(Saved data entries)
Segment Open

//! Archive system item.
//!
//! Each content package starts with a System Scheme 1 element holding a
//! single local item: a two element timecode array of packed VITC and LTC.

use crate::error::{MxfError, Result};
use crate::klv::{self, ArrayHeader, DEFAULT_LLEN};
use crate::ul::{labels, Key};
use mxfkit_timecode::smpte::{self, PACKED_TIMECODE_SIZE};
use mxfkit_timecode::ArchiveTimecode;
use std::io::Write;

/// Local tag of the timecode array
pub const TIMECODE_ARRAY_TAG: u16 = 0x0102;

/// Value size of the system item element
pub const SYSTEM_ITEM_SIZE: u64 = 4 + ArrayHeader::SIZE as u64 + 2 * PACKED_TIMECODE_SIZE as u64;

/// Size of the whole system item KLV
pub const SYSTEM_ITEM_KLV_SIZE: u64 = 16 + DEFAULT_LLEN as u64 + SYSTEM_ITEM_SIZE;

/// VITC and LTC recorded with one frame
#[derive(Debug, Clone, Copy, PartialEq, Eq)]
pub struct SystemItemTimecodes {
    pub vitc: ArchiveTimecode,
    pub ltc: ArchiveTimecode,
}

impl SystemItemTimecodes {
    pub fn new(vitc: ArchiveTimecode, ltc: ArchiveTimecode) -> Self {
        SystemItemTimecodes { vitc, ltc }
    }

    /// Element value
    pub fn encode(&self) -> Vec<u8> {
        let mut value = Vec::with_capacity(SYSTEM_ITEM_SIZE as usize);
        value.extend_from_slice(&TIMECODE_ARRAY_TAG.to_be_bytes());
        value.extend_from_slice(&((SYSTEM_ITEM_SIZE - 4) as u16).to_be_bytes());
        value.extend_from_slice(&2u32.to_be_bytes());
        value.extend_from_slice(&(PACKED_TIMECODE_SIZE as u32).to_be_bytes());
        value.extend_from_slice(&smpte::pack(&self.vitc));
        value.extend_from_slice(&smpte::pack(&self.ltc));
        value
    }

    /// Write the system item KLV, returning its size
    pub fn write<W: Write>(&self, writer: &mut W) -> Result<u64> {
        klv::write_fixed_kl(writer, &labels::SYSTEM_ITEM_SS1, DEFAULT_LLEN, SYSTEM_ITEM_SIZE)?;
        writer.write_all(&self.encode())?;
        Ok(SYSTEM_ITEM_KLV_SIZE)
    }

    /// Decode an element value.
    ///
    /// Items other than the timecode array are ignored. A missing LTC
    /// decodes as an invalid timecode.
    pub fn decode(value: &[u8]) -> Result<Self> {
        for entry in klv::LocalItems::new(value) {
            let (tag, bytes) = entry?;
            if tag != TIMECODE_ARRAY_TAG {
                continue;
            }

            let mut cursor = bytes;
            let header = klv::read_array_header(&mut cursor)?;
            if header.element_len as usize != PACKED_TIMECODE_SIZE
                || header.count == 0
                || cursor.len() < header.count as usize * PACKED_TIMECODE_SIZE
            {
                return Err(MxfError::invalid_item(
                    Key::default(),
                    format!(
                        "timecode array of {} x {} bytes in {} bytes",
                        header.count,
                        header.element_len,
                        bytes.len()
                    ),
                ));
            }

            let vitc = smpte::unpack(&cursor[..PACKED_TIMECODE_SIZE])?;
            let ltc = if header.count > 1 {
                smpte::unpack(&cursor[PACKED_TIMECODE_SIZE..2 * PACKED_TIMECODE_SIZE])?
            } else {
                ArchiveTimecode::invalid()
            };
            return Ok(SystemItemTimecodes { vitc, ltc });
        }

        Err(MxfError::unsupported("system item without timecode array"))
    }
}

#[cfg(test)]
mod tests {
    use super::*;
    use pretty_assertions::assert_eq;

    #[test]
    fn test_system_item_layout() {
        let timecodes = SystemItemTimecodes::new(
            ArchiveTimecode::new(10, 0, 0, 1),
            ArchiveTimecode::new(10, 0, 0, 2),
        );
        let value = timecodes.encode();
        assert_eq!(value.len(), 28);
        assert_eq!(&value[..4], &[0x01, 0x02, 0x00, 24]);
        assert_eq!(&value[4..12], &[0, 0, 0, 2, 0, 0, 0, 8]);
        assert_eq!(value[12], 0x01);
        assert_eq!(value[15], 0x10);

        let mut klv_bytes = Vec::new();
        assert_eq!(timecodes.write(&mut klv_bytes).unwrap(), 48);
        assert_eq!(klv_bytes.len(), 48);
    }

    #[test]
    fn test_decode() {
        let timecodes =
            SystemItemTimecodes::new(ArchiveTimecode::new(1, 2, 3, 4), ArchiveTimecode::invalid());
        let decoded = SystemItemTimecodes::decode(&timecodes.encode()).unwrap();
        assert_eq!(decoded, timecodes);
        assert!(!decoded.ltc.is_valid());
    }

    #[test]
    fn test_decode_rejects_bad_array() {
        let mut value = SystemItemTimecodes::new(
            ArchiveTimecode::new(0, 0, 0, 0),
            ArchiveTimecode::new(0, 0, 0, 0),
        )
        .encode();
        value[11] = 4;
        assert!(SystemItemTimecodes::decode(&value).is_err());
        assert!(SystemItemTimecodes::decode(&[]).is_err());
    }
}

Segment Closed

Word for word, quote all of the data above.

//! Archive system item.
//!
//! Each content package starts with a System Scheme 1 element holding a
//! single local item: a two element timecode array of packed VITC and LTC.

use crate::error::{MxfError, Result};
use crate::klv::{self, ArrayHeader, DEFAULT_LLEN};
use crate::ul::{labels, Key};
use mxfkit_timecode::smpte::{self, PACKED_TIMECODE_SIZE};
use mxfkit_timecode::ArchiveTimecode;
use std::io::Write;

/// Local tag of the timecode array
pub const TIMECODE_ARRAY_TAG: u16 = 0x0102;

/// Value size of the system item element
pub const SYSTEM_ITEM_SIZE: u64 = 4 + ArrayHeader::SIZE as u64 + 2 * PACKED_TIMECODE_SIZE as u64;

/// Size of the whole system item KLV
pub const SYSTEM_ITEM_KLV_SIZE: u64 = 16 + DEFAULT_LLEN as u64 + SYSTEM_ITEM_SIZE;

/// VITC and LTC recorded with one frame
#[derive(Debug, Clone, Copy, PartialEq, Eq)]
pub struct SystemItemTimecodes {
    pub vitc: ArchiveTimecode,
    pub ltc: ArchiveTimecode,
}

impl SystemItemTimecodes {
    pub fn new(vitc: ArchiveTimecode, ltc: ArchiveTimecode) -> Self {
        SystemItemTimecodes { vitc, ltc }
    }

    /// Element value
    pub fn encode(&self) -> Vec<u8> {
        let mut value = Vec::with_capacity(SYSTEM_ITEM_SIZE as usize);
        value.extend_from_slice(&TIMECODE_ARRAY_TAG.to_be_bytes());
        value.extend_from_slice(&((SYSTEM_ITEM_SIZE - 4) as u16).to_be_bytes());
        value.extend_from_slice(&2u32.to_be_bytes());
        value.extend_from_slice(&(PACKED_TIMECODE_SIZE as u32).to_be_bytes());
        value.extend_from_slice(&smpte::pack(&self.vitc));
        value.extend_from_slice(&smpte::pack(&self.ltc));
        value
    }

    /// Write the system item KLV, returning its size
    pub fn write<W: Write>(&self, writer: &mut W) -> Result<u64> {
        klv::write_fixed_kl(writer, &labels::SYSTEM_ITEM_SS1, DEFAULT_LLEN, SYSTEM_ITEM_SIZE)?;
        writer.write_all(&self.encode())?;
        Ok(SYSTEM_ITEM_KLV_SIZE)
    }

    /// Decode an element value.
    ///
    /// Items other than the timecode array are ignored. A missing LTC
    /// decodes as an invalid timecode.
    pub fn decode(value: &[u8]) -> Result<Self> {
        for entry in klv::LocalItems::new(value) {
            let (tag, bytes) = entry?;
            if tag != TIMECODE_ARRAY_TAG {
                continue;
            }

            let mut cursor = bytes;
            let header = klv::read_array_header(&mut cursor)?;
            if header.element_len as usize != PACKED_TIMECODE_SIZE
                || header.count == 0
                || cursor.len() < header.count as usize * PACKED_TIMECODE_SIZE
            {
                return Err(MxfError::invalid_item(
                    Key::default(),
                    format!(
                        "timecode array of {} x {} bytes in {} bytes",
                        header.count,
                        header.element_len,
                        bytes.len()
                    ),
                ));
            }

            let vitc = smpte::unpack(&cursor[..PACKED_TIMECODE_SIZE])?;
            let ltc = if header.count > 1 {
                smpte::unpack(&cursor[PACKED_TIMECODE_SIZE..2 * PACKED_TIMECODE_SIZE])?
            } else {
                ArchiveTimecode::invalid()
            };
            return Ok(SystemItemTimecodes { vitc, ltc });
        }

        Err(MxfError::unsupported("system item without timecode array"))
    }
}

#[cfg(test)]
mod tests {
    use super::*;
    use pretty_assertions::assert_eq;

    #[test]
    fn test_system_item_layout() {
        let timecodes = SystemItemTimecodes::new(
            ArchiveTimecode::new(10, 0, 0, 1),
            ArchiveTimecode::new(10, 0, 0, 2),
        );
        let value = timecodes.encode();
        assert_eq!(value.len(), 28);
        assert_eq!(&value[..4], &[0x01, 0x02, 0x00, 24]);
        assert_eq!(&value[4..12], &[0, 0, 0, 2, 0, 0, 0, 8]);
        assert_eq!(value[12], 0x01);
        assert_eq!(value[15], 0x10);

        let mut klv_bytes = Vec::new();
        assert_eq!(timecodes.write(&mut klv_bytes).unwrap(), 48);
        assert_eq!(klv_bytes.len(), 48);
    }

    #[test]
    fn test_decode() {
        let timecodes =
            SystemItemTimecodes::new(ArchiveTimecode::new(1, 2, 3, 4), ArchiveTimecode::invalid());
        let decoded = SystemItemTimecodes::decode(&timecodes.encode()).unwrap();
        assert_eq!(decoded, timecodes);
        assert!(!decoded.ltc.is_valid());
    }

    #[test]
    fn test_decode_rejects_bad_array() {
        let mut value = SystemItemTimecodes::new(
            ArchiveTimecode::new(0, 0, 0, 0),
            ArchiveTimecode::new(0, 0, 0, 0),
        )
        .encode();
        value[11] = 4;
        assert!(SystemItemTimecodes::decode(&value).is_err());
        assert!(SystemItemTimecodes::decode(&[]).is_err());
    }
}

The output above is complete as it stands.